FAIRMONT, Minn. (WCCO) — After a dry summer, fall drought conditions hit much of Minnesota hard.

And DNR scientists believe a lack of snow this winter means it will likely get worse — southwestern Minnesota is the driest.

The once fertile farm fields of Martin County better resemble a barren tundra.

Rock solid and bone dry — in Fairmont, the lakes are down 2 feet.

This poses a problem for the city of more than 10,000.

“All of our drinking water comes off the lakes here in town, and is running through our water treatment plant,” said Farimont Public Works Director Troy Nemmers.

The city found itself in a conundrum. Plans for a new taxpayer-funded water treatment plant meant water rates went up, while the drought dragged on.

The drought here got so bad, that the city of Fairmont asked the DNR if they could pump more water from the lakes, but the DNR said no.

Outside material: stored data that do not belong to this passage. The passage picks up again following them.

impl App {
    /// Create a new application instance.
    ///
    /// The identity comes from the key file picked by
    /// [`IdentityConfig::startup_key_file`](crate::utils::IdentityConfig::startup_key_file);
    /// without one a fresh identity is generated for this run.
    pub async fn new(config: NodeConfig) -> Result<Self> {
        config.validate()?;
        let identity = match config.identity.startup_key_file() {
            Some(path) => NodeIdentity::load_or_generate(&path)?,
            None => NodeIdentity::generate(),
        };
        Self::with_identity(config, identity)
    }

    /// Create an application instance around an existing identity
    pub fn with_identity(config: NodeConfig, identity: NodeIdentity) -> Result<Self> {
        let node = spawn_node(&identity, &config)?;
        let (console, console_events) = Console::new(INPUT_BUFFER);
        let resolver = DiscoveryResolver::new(node.clone(), identity.peer_id(), &config.discovery);
        let orchestrator = Arc::new(ConnectionOrchestrator::new(
            node.clone(),
            identity.peer_id(),
            console.clone(),
            config.network.connect_timeout(),
        ));

        log::info!("Peer ID: {}", identity.peer_id());

        Ok(Self {
            config,
            identity,
            node,
            resolver,
            orchestrator,
            console,
            console_events: Some(console_events),
            started_at: chrono::Utc::now(),
        })
    }

    /// Node identity
    pub fn identity(&self) -> &NodeIdentity {
        &self.identity
    }

    /// Handle to the libp2p node
    pub fn node(&self) -> &NodeHandle {
        &self.node
    }

    /// Session creation and registry
    pub fn orchestrator(&self) -> &Arc<ConnectionOrchestrator<NodeHandle>> {
        &self.orchestrator
    }

    /// Local console
    pub fn console(&self) -> &Console {
        &self.console
    }

    /// Take the console event receiver to render events elsewhere
    pub fn take_console_events(&mut self) -> Option<mpsc::UnboundedReceiver<ConsoleEvent>> {
        self.console_events.take()
    }

    /// Attach the console to the terminal: read standard input and render
    /// events to standard output
    pub fn start_console(&mut self) {
        if let Some(events) = self.console_events.take() {
            tokio::spawn(console::run_renderer(events));
        }
        if let Err(e) = self.console.spawn_stdin_reader() {
            log::error!("Failed to start console input: {}", e);
            self.console.close_input();
        }
    }

    /// Full addresses (including the peer id) this node can be reached on
    pub async fn addresses(&self) -> Result<Vec<Multiaddr>> {
        let peer = PeerAddress::new(self.identity.peer_id(), self.node.listen_addrs().await?);
        Ok(peer.to_p2p_addrs())
    }

    async fn print_addresses(&self) -> Result<()> {
        for addr in self.addresses().await? {
            println!("libp2p node address: {addr}");
        }
        Ok(())
    }

    /// Hand every inbound chat stream to the orchestrator
    pub fn serve_inbound(&self) -> Result<JoinHandle<()>> {
        let mut incoming = self.node.accept_chat()?;
        let orchestrator = Arc::clone(&self.orchestrator);
        Ok(tokio::spawn(async move {
            while let Some((peer, stream)) = incoming.next().await {
                orchestrator.accept(peer, stream);
            }
        }))
    }

    /// Publish this node under the configured topic
    pub async fn advertise(&self) -> Result<()> {
        let topic = RendezvousTopic::new(&self.config.discovery.topic);
        self.resolver.advertise(&topic).await
    }

    /// Join discovery and return the merged candidate stream.
    ///
    /// With the DHT enabled this bootstraps, advertises and starts the
    /// provider lookup; with mDNS enabled LAN peers are merged in. A failed
    /// bootstrap only ends discovery if there is no LAN discovery to fall
    /// back on or the error is fatal on its own.
    pub async fn discover(&self) -> Result<BoxStream<'static, PeerAddress>> {
        let discovery = &self.config.discovery;
        let topic = RendezvousTopic::new(&discovery.topic);
        let mut sources: Vec<BoxStream<'static, PeerAddress>> = Vec::new();

        if discovery.enable_dht {
            let seeds = bootstrap_peers(&discovery.bootstrap_nodes);
            match self.resolver.bootstrap(&seeds).await {
                Ok(()) => {
                    if let Err(e) = self.resolver.advertise(&topic).await {
                        log::warn!("Failed to announce under '{}': {}", topic, e);
                    }
                    sources.push(self.resolver.find_peers(&topic).await?);
                }
                Err(e) if discovery.enable_mdns && !e.is_fatal() => {
                    log::warn!("DHT unavailable, continuing with mDNS only: {}", e);
                }
                Err(e) => return Err(e),
            }
        }

        if discovery.enable_mdns {
            let lan = self.node.mdns_peers().into_stream();
            sources.push(self.resolver.filter_candidates(lan));
        }

        Ok(stream::select_all(sources).boxed())
    }

    /// Rendezvous mode: accept inbound sessions and connect to every peer
    /// found under the topic until `shutdown` resolves
    pub async fn run<F>(self, shutdown: F) -> Result<()>
    where
        F: Future<Output = ()>,
    {
        log::info!("Starting p2p chat node");
        tokio::pin!(shutdown);

        self.print_addresses().await?;
        let inbound = self.serve_inbound()?;

        let discovery = async {
            let candidates = self.discover().await?;
            let stats = self.orchestrator.run(candidates).await;
            log::info!("Discovery ended: {:?}", stats);
            Ok::<(), NodeError>(())
        };

        let result = tokio::select! {
            result = discovery => match result {
                // Established sessions stay up until shutdown.
                Ok(()) => {
                    (&mut shutdown).await;
                    Ok(())
                }
                Err(e) => Err(e),
            },
            _ = &mut shutdown => Ok(()),
        };

        inbound.abort();
        self.shutdown().await?;
        result
    }

    /// Direct mode: dial `target`, probe it, then chat with it unless
    /// `ping_only` is set
    pub async fn run_direct<F>(
        self,
        target: PeerAddress,
        ping_only: bool,
        shutdown: F,
    ) -> Result<()>
    where
        F: Future<Output = ()>,
    {
        tokio::pin!(shutdown);

        self.print_addresses().await?;
        let inbound = self.serve_inbound()?;

        let result = tokio::select! {
            result = self.connect_direct(&target, ping_only) => result,
            _ = &mut shutdown => Ok(()),
        };

        inbound.abort();
        self.shutdown().await?;
        result
    }

    /// Dial `target`, report liveness probes, and open a chat session that
    /// runs until it ends
    pub async fn connect_direct(&self, target: &PeerAddress, ping_only: bool) -> Result<()> {
        let timeout = self.config.network.connect_timeout();
        match tokio::time::timeout(timeout, self.node.dial(target)).await {
            Ok(result) => result?,
            Err(_) => {
                return Err(NetworkError::Timeout {
                    operation: format!("dial {}", target),
                }
                .into())
            }
        }

        let count = self.config.chat.ping_count;
        if count > 0 {
            println!("sending {} ping messages to {}", count, target);
            for rtt in self.probe(target, count).await? {
                println!("pinged {} in {:?}", target, rtt);
            }
        }

        if ping_only {
            return Ok(());
        }

        let id = self.orchestrator.connect(target).await?;
        self.orchestrator.sessions().wait_closed(&id).await;
        Ok(())
    }

    /// Collect `count` round-trip times to a connected peer
    pub async fn probe(&self, target: &PeerAddress, count: usize) -> Result<Vec<Duration>> {
        let mut rtts = self.node.ping(target.peer_id, count).await?;
        let wait = Duration::from_secs(self.config.chat.ping_interval)
            + self.config.network.connect_timeout();
        let mut measured = Vec::with_capacity(count);

        while measured.len() < count {
            match tokio::time::timeout(wait, rtts.recv()).await {
                Ok(Some(rtt)) => measured.push(rtt),
                Ok(None) => {
                    return Err(NetworkError::Connect {
                        peer: target.peer_id.to_string(),
                        reason: "connection closed while probing".to_string(),
                    }
                    .into())
                }
                Err(_) => {
                    return Err(NetworkError::Timeout {
                        operation: format!("ping {}", target.peer_id),
                    }
                    .into())
                }
            }
        }

        Ok(measured)
    }

    /// Get application statistics
    pub fn stats(&self) -> AppStats {
        AppStats {
            peer_id: self.identity.peer_id().to_string(),
            active_sessions: self.orchestrator.sessions().len(),
            discovered_peers: self.resolver.seen().len(),
            uptime: chrono::Utc::now().signed_duration_since(self.started_at),
        }
    }

    /// Close every session, then stop the node
    pub async fn shutdown(self) -> Result<()> {
        log::info!("Shutting down");
        let closed = self.orchestrator.shutdown().await;
        log::debug!("Closed {} session(s)", closed);
        self.node.shutdown().await
    }
}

“We realized the city was already using more (water) than what was allowed under statute,” said Leo Getsfried of the DNR.

It affects those who live around the lake and may impact fisheries and other animals that depend on the lake, too.

To help the issue, the city has banned non-essential water use now for more than six months.

Fairmont, and much of southern Minnesota, now need the help of Mother Nature.

“We’re hoping for some moisture this winter, and coming up this spring,” Nemmers said.

Fairmont may end up using groundwater if the drought gets worse. But the city says that will cost more to treat.